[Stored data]
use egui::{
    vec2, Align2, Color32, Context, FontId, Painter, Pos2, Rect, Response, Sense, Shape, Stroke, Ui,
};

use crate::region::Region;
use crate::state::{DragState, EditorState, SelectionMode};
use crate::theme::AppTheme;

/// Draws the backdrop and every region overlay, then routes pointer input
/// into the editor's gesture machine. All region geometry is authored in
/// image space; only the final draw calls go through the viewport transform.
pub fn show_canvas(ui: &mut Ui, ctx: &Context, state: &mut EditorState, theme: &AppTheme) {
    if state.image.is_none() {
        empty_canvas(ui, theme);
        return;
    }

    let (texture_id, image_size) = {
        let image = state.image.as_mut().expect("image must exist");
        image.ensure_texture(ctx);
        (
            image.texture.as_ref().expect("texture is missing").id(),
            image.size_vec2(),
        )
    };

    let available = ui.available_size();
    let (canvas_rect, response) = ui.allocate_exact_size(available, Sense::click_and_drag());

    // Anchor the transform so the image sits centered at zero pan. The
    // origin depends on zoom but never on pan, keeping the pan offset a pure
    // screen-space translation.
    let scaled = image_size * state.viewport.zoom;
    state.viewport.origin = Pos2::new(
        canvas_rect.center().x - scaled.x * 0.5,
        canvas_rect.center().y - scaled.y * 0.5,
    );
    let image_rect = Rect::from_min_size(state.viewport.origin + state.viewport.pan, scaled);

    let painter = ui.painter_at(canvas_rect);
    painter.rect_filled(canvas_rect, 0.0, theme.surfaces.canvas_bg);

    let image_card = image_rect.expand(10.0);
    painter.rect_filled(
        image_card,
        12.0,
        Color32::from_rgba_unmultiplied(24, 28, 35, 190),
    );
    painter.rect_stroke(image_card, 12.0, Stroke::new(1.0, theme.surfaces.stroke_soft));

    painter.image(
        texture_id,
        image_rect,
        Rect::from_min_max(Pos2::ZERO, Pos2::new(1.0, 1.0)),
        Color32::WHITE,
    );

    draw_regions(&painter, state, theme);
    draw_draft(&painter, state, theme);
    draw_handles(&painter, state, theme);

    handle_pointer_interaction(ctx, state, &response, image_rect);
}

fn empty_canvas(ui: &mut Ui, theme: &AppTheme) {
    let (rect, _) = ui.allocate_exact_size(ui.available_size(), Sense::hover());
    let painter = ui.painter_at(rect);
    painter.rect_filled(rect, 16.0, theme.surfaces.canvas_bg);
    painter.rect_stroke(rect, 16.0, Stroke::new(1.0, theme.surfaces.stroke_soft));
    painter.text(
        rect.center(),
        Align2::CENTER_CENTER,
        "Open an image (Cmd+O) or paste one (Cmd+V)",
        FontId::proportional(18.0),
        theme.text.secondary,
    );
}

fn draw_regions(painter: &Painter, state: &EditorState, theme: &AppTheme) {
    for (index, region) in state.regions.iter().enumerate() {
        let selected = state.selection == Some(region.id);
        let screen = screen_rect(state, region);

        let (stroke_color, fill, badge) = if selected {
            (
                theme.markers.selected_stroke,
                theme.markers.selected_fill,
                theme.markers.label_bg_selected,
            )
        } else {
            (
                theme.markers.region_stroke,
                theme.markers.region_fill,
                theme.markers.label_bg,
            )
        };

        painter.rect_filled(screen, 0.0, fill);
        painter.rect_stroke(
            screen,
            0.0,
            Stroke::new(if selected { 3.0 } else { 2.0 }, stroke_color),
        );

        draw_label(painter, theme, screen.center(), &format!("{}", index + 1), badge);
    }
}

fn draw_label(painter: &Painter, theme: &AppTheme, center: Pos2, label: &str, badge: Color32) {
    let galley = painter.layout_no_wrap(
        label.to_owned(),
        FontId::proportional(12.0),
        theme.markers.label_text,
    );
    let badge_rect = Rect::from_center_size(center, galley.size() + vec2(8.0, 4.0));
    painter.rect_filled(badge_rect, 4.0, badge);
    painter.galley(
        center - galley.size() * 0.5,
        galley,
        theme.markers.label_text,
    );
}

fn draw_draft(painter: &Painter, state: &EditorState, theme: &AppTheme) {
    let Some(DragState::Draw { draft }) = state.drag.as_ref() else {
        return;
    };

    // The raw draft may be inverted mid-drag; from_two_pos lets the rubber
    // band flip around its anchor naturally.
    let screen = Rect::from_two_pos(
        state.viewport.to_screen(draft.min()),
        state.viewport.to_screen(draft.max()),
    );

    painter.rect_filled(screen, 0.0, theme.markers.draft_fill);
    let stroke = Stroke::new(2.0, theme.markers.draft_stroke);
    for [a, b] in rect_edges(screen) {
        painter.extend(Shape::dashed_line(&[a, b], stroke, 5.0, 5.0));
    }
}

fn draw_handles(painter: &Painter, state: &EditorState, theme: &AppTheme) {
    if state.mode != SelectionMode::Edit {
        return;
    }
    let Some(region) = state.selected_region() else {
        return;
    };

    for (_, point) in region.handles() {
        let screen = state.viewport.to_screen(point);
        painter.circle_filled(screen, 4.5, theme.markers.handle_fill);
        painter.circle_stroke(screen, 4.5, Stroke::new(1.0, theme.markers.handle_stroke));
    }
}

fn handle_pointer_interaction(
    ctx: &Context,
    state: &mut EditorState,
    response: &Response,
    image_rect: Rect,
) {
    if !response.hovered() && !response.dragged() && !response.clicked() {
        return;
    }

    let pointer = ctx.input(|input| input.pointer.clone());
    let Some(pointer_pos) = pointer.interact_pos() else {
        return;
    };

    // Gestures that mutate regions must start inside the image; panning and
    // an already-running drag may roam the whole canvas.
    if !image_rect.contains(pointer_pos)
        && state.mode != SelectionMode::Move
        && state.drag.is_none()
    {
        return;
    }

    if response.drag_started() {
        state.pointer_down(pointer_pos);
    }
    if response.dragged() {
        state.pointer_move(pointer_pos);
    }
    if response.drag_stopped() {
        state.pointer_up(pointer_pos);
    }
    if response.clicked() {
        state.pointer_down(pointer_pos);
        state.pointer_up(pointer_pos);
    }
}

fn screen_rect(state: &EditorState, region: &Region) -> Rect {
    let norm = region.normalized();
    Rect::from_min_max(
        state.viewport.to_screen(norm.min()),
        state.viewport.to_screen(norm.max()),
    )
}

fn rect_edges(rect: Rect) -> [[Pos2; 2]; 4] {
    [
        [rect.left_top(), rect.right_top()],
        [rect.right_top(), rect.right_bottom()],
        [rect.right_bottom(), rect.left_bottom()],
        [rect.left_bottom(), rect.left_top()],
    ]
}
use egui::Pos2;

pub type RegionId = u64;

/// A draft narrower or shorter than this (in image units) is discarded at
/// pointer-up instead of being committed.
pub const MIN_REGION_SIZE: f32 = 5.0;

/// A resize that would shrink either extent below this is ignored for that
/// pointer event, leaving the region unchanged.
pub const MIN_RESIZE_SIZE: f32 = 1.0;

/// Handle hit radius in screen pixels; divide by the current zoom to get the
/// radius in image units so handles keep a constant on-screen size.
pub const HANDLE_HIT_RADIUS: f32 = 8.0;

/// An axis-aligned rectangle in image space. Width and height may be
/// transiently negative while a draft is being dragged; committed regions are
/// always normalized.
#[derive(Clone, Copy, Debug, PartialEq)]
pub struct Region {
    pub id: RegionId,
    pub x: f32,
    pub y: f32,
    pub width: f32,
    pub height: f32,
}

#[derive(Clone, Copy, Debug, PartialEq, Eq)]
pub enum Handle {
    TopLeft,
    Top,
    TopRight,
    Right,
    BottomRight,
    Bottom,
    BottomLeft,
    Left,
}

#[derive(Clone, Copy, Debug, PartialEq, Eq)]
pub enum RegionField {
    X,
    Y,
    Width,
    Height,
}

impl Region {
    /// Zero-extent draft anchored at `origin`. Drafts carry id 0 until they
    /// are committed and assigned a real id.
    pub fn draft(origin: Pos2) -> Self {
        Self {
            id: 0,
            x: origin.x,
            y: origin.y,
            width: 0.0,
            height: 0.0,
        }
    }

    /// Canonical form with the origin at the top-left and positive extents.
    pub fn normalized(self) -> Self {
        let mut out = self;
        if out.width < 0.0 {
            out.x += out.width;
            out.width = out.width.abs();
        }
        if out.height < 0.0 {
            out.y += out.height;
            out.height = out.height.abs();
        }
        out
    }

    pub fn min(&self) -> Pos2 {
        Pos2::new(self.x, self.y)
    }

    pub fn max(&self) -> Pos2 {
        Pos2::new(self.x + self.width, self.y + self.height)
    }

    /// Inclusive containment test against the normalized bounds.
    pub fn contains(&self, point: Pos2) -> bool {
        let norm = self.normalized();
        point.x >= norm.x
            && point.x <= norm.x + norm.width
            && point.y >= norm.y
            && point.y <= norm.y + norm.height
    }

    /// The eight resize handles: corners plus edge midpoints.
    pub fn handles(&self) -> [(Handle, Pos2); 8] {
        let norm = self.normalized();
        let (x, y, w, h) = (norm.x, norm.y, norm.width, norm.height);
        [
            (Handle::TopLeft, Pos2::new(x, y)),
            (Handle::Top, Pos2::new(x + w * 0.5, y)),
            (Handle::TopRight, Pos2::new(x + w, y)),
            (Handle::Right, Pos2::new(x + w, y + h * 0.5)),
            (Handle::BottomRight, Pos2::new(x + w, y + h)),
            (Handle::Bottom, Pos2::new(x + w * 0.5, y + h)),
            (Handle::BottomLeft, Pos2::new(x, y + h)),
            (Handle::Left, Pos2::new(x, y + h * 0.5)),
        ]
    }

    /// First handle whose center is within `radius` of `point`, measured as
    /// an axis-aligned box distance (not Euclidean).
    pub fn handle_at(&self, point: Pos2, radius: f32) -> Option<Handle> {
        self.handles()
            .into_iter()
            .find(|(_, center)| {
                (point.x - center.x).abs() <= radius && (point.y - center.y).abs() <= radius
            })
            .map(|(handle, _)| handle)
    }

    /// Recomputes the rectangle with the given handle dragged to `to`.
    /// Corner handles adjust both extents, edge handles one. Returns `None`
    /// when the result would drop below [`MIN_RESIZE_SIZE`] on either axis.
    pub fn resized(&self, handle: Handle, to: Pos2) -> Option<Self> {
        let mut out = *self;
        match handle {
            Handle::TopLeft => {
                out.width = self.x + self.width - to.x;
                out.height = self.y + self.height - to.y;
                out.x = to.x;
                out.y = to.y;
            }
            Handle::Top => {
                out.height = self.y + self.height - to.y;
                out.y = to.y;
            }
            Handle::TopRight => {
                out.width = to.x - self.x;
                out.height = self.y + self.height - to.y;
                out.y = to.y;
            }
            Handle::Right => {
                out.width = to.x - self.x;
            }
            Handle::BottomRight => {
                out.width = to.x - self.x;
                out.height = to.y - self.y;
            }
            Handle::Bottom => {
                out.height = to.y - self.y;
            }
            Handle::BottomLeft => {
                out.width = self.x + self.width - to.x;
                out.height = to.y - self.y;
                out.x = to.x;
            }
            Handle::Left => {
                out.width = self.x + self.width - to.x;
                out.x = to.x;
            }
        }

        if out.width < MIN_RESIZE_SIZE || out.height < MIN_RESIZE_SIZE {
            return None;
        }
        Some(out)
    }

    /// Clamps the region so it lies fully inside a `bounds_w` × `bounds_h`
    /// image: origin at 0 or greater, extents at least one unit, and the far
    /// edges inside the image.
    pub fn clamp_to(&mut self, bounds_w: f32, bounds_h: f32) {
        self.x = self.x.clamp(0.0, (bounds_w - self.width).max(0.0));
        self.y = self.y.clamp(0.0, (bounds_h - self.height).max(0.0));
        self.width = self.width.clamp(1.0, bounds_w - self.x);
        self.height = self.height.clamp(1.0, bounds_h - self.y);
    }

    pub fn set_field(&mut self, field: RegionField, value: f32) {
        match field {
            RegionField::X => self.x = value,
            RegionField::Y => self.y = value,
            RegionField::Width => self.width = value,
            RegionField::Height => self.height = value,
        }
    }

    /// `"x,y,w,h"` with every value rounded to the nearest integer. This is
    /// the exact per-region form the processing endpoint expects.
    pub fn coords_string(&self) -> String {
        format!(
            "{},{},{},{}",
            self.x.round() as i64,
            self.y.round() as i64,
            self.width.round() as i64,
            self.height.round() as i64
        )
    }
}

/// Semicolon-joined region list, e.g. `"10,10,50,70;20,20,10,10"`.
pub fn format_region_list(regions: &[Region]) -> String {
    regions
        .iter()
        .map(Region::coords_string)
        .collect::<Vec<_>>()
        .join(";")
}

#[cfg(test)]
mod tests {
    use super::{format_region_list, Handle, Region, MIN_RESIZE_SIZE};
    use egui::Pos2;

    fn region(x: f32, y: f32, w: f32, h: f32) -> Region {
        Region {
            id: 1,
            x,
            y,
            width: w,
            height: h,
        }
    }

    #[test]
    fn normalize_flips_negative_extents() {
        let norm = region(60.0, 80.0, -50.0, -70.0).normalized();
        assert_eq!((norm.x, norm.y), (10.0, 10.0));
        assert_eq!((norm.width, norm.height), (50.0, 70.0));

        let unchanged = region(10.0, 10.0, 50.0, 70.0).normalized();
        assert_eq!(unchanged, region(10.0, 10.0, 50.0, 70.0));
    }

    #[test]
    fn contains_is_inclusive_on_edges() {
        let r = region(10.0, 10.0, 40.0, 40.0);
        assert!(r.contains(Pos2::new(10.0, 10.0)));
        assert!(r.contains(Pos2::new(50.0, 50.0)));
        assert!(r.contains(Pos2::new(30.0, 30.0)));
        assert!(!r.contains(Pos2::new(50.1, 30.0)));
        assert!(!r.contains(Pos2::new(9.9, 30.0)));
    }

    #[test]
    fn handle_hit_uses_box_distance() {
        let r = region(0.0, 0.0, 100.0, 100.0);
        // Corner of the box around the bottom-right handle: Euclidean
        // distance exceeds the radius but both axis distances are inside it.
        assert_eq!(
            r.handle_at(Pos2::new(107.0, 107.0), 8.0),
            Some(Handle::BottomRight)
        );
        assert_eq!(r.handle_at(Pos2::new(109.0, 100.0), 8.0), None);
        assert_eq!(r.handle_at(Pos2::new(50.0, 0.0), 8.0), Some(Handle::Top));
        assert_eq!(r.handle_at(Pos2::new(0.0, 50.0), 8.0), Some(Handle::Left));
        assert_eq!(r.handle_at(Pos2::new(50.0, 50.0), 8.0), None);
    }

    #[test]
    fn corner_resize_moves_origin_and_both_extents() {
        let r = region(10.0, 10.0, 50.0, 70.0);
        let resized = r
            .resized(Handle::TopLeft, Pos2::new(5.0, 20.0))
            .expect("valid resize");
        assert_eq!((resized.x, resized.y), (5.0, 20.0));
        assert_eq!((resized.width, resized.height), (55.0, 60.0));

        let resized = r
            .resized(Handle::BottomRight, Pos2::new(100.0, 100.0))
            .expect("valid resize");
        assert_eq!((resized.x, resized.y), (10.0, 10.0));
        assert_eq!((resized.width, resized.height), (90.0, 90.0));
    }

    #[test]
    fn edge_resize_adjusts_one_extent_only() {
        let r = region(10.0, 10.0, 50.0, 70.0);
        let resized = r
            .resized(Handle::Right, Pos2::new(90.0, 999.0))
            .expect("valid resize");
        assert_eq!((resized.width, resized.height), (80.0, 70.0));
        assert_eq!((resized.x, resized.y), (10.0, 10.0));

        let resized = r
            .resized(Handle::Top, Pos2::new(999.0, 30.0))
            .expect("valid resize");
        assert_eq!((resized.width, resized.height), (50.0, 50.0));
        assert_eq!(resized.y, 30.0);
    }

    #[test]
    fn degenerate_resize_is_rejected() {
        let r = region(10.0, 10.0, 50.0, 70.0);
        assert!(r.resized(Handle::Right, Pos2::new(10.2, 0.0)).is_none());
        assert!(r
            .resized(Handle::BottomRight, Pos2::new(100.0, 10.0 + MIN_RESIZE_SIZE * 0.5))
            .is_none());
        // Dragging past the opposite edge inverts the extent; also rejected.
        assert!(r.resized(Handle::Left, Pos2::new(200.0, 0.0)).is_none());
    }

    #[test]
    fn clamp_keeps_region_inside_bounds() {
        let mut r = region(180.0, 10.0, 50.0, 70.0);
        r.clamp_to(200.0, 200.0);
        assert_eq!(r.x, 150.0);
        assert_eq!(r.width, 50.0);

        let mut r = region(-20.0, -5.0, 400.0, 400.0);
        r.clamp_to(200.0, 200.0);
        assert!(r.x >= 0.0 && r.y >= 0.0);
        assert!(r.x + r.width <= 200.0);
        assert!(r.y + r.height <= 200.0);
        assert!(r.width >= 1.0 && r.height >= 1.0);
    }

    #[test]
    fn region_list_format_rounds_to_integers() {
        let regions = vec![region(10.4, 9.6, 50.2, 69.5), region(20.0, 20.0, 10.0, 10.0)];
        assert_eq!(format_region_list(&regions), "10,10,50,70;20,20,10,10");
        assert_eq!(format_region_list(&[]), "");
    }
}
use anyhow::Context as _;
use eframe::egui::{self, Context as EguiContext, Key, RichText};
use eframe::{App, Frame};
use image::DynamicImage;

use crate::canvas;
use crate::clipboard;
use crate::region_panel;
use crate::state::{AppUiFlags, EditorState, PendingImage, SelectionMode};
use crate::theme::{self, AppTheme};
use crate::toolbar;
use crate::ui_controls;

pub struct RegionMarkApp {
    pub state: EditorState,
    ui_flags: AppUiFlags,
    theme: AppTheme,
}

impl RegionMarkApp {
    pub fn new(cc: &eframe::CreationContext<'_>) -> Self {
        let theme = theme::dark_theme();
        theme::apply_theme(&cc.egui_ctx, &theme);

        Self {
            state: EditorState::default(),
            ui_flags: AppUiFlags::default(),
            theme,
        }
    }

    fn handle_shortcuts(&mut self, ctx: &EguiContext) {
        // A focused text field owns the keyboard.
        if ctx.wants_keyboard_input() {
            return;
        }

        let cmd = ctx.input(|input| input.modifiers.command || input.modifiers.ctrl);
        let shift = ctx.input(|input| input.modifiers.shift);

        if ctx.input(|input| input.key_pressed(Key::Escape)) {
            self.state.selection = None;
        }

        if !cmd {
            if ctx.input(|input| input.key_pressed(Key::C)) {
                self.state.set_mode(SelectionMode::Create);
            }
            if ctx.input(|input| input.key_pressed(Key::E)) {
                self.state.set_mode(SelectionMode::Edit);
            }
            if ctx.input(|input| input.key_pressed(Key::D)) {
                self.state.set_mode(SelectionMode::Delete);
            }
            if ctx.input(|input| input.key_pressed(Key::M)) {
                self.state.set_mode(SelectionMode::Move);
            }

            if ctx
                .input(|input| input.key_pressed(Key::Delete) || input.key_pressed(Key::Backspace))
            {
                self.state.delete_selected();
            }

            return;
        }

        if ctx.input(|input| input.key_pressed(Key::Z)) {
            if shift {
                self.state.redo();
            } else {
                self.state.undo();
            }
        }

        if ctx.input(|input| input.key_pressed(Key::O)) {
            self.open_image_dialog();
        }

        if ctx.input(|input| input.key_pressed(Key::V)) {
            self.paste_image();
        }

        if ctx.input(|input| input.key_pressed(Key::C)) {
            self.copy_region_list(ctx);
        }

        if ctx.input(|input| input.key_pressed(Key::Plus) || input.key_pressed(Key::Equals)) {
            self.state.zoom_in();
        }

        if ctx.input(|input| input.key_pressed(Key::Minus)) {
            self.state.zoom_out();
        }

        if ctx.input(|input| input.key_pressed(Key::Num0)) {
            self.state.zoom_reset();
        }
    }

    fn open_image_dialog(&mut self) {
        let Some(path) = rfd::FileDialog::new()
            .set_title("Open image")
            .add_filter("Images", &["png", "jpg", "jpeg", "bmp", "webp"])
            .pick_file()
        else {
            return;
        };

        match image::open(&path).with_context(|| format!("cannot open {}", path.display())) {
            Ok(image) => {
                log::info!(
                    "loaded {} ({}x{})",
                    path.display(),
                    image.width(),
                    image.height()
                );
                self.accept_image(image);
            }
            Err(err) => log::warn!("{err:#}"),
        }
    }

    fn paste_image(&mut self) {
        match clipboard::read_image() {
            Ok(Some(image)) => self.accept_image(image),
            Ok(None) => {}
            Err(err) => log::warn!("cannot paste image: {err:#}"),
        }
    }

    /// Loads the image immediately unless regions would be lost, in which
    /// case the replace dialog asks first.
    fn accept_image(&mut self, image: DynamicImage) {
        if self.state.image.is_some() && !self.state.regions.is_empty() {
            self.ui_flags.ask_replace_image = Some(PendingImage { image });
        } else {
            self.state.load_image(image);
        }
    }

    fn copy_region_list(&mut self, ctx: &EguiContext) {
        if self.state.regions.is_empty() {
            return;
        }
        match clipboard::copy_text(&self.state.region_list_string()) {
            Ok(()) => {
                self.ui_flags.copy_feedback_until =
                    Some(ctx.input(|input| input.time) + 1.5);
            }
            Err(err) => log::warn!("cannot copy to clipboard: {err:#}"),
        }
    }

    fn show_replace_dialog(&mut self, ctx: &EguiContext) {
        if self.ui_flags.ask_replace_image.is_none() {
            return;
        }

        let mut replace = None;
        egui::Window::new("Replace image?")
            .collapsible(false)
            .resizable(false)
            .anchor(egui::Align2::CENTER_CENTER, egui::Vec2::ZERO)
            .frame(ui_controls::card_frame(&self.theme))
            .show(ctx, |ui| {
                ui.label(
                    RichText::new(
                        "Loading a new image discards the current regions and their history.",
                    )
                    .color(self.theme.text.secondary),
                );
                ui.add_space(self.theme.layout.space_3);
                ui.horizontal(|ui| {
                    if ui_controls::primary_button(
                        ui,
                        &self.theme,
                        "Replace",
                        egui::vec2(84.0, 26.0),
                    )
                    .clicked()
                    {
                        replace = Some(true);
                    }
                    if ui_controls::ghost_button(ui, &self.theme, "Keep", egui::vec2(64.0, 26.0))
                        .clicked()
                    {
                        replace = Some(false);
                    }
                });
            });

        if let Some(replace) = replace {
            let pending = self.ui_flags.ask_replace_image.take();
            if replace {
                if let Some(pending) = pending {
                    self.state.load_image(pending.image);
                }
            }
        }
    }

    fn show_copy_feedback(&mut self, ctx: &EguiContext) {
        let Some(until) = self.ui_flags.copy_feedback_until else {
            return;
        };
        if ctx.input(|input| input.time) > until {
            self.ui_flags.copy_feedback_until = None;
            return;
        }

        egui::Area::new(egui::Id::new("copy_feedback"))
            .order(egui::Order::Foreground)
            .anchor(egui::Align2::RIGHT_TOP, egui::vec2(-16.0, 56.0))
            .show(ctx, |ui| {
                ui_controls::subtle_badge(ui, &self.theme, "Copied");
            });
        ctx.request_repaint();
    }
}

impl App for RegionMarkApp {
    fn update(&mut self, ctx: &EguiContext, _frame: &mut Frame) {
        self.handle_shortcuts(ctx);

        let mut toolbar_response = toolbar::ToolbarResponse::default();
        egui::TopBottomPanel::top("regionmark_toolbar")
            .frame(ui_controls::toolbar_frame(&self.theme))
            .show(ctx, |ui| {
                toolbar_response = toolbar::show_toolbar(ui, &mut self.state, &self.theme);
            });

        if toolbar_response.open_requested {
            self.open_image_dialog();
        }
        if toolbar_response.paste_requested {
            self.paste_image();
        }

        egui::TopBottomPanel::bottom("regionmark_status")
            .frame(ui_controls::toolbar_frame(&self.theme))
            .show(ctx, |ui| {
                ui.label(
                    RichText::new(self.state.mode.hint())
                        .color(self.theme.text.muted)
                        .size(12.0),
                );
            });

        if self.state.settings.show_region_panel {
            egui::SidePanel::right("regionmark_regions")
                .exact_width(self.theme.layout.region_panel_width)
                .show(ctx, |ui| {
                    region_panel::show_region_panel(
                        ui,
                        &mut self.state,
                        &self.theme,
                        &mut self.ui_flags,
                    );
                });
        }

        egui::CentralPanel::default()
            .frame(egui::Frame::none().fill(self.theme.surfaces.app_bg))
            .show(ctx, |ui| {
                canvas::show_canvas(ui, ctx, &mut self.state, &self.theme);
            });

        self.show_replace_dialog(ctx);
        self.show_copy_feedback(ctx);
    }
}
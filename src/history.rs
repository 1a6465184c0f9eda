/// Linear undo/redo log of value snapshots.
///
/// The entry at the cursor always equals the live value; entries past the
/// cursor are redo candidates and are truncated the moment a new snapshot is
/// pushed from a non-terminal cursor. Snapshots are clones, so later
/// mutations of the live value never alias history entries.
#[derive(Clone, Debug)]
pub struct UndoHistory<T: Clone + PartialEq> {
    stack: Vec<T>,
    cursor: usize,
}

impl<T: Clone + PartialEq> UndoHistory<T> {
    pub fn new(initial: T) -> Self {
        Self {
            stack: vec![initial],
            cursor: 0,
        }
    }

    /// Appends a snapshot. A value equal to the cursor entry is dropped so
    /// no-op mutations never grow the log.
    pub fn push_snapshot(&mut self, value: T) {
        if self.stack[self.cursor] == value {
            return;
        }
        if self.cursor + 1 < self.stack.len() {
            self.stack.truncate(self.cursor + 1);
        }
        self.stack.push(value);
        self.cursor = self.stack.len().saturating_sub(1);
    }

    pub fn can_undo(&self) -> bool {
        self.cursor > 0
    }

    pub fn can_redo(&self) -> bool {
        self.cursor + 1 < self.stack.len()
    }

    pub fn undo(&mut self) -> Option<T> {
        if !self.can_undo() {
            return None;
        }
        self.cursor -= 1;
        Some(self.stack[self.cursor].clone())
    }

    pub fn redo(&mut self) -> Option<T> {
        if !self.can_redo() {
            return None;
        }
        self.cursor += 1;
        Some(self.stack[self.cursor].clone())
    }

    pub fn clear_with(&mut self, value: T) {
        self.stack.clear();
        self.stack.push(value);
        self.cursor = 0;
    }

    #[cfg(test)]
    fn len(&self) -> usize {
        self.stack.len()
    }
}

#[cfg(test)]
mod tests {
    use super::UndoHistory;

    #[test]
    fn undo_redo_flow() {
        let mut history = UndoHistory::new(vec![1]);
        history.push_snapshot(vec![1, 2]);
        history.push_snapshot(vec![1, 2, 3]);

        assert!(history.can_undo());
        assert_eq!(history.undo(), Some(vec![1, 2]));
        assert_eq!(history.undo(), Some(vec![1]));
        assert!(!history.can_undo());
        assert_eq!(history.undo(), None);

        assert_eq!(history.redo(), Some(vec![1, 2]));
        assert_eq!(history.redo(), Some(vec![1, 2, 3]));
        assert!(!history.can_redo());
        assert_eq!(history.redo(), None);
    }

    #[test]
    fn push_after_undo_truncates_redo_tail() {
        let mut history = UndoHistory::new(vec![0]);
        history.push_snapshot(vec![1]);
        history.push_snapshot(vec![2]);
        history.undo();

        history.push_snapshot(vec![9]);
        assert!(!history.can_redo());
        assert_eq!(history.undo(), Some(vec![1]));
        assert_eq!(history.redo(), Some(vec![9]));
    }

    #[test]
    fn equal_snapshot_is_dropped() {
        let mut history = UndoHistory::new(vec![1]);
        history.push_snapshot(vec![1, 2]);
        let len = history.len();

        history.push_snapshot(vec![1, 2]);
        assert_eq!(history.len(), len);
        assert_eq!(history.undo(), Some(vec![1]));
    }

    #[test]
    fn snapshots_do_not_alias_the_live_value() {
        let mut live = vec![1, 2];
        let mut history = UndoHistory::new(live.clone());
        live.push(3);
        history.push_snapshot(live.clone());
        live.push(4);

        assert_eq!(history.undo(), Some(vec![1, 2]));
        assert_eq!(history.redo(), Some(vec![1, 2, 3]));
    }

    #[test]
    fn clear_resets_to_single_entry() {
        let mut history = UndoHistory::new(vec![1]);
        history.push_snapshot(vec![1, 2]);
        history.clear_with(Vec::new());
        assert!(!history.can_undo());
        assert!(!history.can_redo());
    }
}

◆ WHAT IS NEEDED:
Reply with one number: the count of lines in the entries that include the word "TopBottomPanel".

◆ RESPONSE:
2